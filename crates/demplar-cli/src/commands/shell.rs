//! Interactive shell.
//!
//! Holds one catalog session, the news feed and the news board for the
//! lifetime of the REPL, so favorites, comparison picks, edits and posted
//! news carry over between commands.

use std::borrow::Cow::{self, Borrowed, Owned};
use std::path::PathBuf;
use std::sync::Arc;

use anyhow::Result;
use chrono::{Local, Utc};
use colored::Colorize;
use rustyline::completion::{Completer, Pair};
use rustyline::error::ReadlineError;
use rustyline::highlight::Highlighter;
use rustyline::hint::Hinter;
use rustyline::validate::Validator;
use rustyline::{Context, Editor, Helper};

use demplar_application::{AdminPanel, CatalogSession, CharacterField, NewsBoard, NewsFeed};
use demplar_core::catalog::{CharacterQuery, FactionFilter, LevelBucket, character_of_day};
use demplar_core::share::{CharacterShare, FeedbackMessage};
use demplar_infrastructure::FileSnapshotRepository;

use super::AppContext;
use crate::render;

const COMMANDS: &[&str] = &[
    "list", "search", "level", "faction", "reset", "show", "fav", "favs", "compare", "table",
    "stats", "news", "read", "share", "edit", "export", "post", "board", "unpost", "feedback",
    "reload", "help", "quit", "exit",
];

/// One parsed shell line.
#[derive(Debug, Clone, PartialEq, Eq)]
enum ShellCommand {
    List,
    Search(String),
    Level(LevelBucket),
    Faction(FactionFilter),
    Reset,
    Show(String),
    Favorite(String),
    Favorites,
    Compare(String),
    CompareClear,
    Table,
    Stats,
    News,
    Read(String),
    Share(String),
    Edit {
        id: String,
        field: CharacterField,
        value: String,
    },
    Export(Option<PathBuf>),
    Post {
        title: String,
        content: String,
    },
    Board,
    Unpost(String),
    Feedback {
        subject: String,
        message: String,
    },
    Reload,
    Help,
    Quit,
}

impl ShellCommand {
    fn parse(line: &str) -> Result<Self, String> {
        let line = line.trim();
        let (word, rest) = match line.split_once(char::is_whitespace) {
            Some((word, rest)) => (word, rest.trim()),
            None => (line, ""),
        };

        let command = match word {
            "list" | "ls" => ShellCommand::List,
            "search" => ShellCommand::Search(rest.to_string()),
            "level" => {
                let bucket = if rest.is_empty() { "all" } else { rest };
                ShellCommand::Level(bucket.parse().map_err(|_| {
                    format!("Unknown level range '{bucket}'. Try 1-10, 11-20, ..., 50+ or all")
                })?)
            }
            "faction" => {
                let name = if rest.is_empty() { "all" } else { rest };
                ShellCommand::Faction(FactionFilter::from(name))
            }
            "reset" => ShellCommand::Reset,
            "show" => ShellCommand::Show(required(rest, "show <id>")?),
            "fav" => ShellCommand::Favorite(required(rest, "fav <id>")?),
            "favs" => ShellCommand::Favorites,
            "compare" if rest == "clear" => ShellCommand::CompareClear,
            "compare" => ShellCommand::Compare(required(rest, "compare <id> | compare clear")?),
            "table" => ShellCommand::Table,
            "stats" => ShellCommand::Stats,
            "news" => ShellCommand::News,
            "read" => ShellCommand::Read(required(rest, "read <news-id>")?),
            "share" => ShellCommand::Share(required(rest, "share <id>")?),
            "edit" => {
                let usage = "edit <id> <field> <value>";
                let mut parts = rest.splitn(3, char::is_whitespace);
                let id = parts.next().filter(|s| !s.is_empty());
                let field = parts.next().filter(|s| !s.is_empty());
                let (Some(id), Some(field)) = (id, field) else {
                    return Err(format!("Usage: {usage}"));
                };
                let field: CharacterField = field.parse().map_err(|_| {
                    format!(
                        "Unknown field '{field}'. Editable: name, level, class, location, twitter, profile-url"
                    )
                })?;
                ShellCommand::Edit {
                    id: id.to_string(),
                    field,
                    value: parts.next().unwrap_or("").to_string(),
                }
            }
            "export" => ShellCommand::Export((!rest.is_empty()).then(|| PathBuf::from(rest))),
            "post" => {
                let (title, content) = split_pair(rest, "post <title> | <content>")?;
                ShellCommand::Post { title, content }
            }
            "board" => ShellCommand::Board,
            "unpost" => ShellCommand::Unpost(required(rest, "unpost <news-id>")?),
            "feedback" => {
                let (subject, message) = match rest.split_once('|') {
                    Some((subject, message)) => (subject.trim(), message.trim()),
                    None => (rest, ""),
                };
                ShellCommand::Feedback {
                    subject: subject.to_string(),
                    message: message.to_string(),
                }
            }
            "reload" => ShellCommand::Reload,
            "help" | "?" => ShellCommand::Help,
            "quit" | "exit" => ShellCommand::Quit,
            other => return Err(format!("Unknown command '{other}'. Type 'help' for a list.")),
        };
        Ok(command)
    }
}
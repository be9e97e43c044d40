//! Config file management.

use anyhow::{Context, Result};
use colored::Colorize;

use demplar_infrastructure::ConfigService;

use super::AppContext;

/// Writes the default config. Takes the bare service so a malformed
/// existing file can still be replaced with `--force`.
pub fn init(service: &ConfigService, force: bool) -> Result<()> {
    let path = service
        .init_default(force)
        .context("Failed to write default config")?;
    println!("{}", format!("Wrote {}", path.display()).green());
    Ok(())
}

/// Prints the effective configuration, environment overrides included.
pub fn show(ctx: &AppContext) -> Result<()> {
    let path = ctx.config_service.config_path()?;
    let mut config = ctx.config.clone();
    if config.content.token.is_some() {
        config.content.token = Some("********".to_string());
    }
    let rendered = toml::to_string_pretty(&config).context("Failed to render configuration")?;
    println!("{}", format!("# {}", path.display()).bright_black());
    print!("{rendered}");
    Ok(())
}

TASK ITEM
Print out all the entries above exactly.

WRITTEN REPLY
filename crates/demplar-cli/src/commands/shell.rs
//! Interactive shell.
//!
//! Holds one catalog session, the news feed and the news board for the
//! lifetime of the REPL, so favorites, comparison picks, edits and posted
//! news carry over between commands.

use std::borrow::Cow::{self, Borrowed, Owned};
use std::path::PathBuf;
use std::sync::Arc;

use anyhow::Result;
use chrono::{Local, Utc};
use colored::Colorize;
use rustyline::completion::{Completer, Pair};
use rustyline::error::ReadlineError;
use rustyline::highlight::Highlighter;
use rustyline::hint::Hinter;
use rustyline::validate::Validator;
use rustyline::{Context, Editor, Helper};

use demplar_application::{AdminPanel, CatalogSession, CharacterField, NewsBoard, NewsFeed};
use demplar_core::catalog::{CharacterQuery, FactionFilter, LevelBucket, character_of_day};
use demplar_core::share::{CharacterShare, FeedbackMessage};
use demplar_infrastructure::FileSnapshotRepository;

use super::AppContext;
use crate::render;

const COMMANDS: &[&str] = &[
    "list", "search", "level", "faction", "reset", "show", "fav", "favs", "compare", "table",
    "stats", "news", "read", "share", "edit", "export", "post", "board", "unpost", "feedback",
    "reload", "help", "quit", "exit",
];

/// One parsed shell line.
#[derive(Debug, Clone, PartialEq, Eq)]
enum ShellCommand {
    List,
    Search(String),
    Level(LevelBucket),
    Faction(FactionFilter),
    Reset,
    Show(String),
    Favorite(String),
    Favorites,
    Compare(String),
    CompareClear,
    Table,
    Stats,
    News,
    Read(String),
    Share(String),
    Edit {
        id: String,
        field: CharacterField,
        value: String,
    },
    Export(Option<PathBuf>),
    Post {
        title: String,
        content: String,
    },
    Board,
    Unpost(String),
    Feedback {
        subject: String,
        message: String,
    },
    Reload,
    Help,
    Quit,
}

impl ShellCommand {
    fn parse(line: &str) -> Result<Self, String> {
        let line = line.trim();
        let (word, rest) = match line.split_once(char::is_whitespace) {
            Some((word, rest)) => (word, rest.trim()),
            None => (line, ""),
        };

        let command = match word {
            "list" | "ls" => ShellCommand::List,
            "search" => ShellCommand::Search(rest.to_string()),
            "level" => {
                let bucket = if rest.is_empty() { "all" } else { rest };
                ShellCommand::Level(bucket.parse().map_err(|_| {
                    format!("Unknown level range '{bucket}'. Try 1-10, 11-20, ..., 50+ or all")
                })?)
            }
            "faction" => {
                let name = if rest.is_empty() { "all" } else { rest };
                ShellCommand::Faction(FactionFilter::from(name))
            }
            "reset" => ShellCommand::Reset,
            "show" => ShellCommand::Show(required(rest, "show <id>")?),
            "fav" => ShellCommand::Favorite(required(rest, "fav <id>")?),
            "favs" => ShellCommand::Favorites,
            "compare" if rest == "clear" => ShellCommand::CompareClear,
            "compare" => ShellCommand::Compare(required(rest, "compare <id> | compare clear")?),
            "table" => ShellCommand::Table,
            "stats" => ShellCommand::Stats,
            "news" => ShellCommand::News,
            "read" => ShellCommand::Read(required(rest, "read <news-id>")?),
            "share" => ShellCommand::Share(required(rest, "share <id>")?),
            "edit" => {
                let usage = "edit <id> <field> <value>";
                let mut parts = rest.splitn(3, char::is_whitespace);
                let id = parts.next().filter(|s| !s.is_empty());
                let field = parts.next().filter(|s| !s.is_empty());
                let (Some(id), Some(field)) = (id, field) else {
                    return Err(format!("Usage: {usage}"));
                };
                let field: CharacterField = field.parse().map_err(|_| {
                    format!(
                        "Unknown field '{field}'. Editable: name, level, class, location, twitter, profile-url"
                    )
                })?;
                ShellCommand::Edit {
                    id: id.to_string(),
                    field,
                    value: parts.next().unwrap_or("").to_string(),
                }
            }
            "export" => ShellCommand::Export((!rest.is_empty()).then(|| PathBuf::from(rest))),
            "post" => {
                let (title, content) = split_pair(rest, "post <title> | <content>")?;
                ShellCommand::Post { title, content }
            }
            "board" => ShellCommand::Board,
            "unpost" => ShellCommand::Unpost(required(rest, "unpost <news-id>")?),
            "feedback" => {
                let (subject, message) = match rest.split_once('|') {
                    Some((subject, message)) => (subject.trim(), message.trim()),
                    None => (rest, ""),
                };
                ShellCommand::Feedback {
                    subject: subject.to_string(),
                    message: message.to_string(),
                }
            }
            "reload" => ShellCommand::Reload,
            "help" | "?" => ShellCommand::Help,
            "quit" | "exit" => ShellCommand::Quit,
            other => return Err(format!("Unknown command '{other}'. Type 'help' for a list.")),
        };
        Ok(command)
    }
}
repository be9e97e43c044d40
//! Config file management.

use anyhow::{Context, Result};
use colored::Colorize;

use demplar_infrastructure::ConfigService;

use super::AppContext;

/// Writes the default config. Takes the bare service so a malformed
/// existing file can still be replaced with `--force`.
pub fn init(service: &ConfigService, force: bool) -> Result<()> {
    let path = service
        .init_default(force)
        .context("Failed to write default config")?;
    println!("{}", format!("Wrote {}", path.display()).green());
    Ok(())
}

/// Prints the effective configuration, environment overrides included.
pub fn show(ctx: &AppContext) -> Result<()> {
    let path = ctx.config_service.config_path()?;
    let mut config = ctx.config.clone();
    if config.content.token.is_some() {
        config.content.token = Some("********".to_string());
    }
    let rendered = toml::to_string_pretty(&config).context("Failed to render configuration")?;
    println!("{}", format!("# {}", path.display()).bright_black());
    print!("{rendered}");
    Ok(())
}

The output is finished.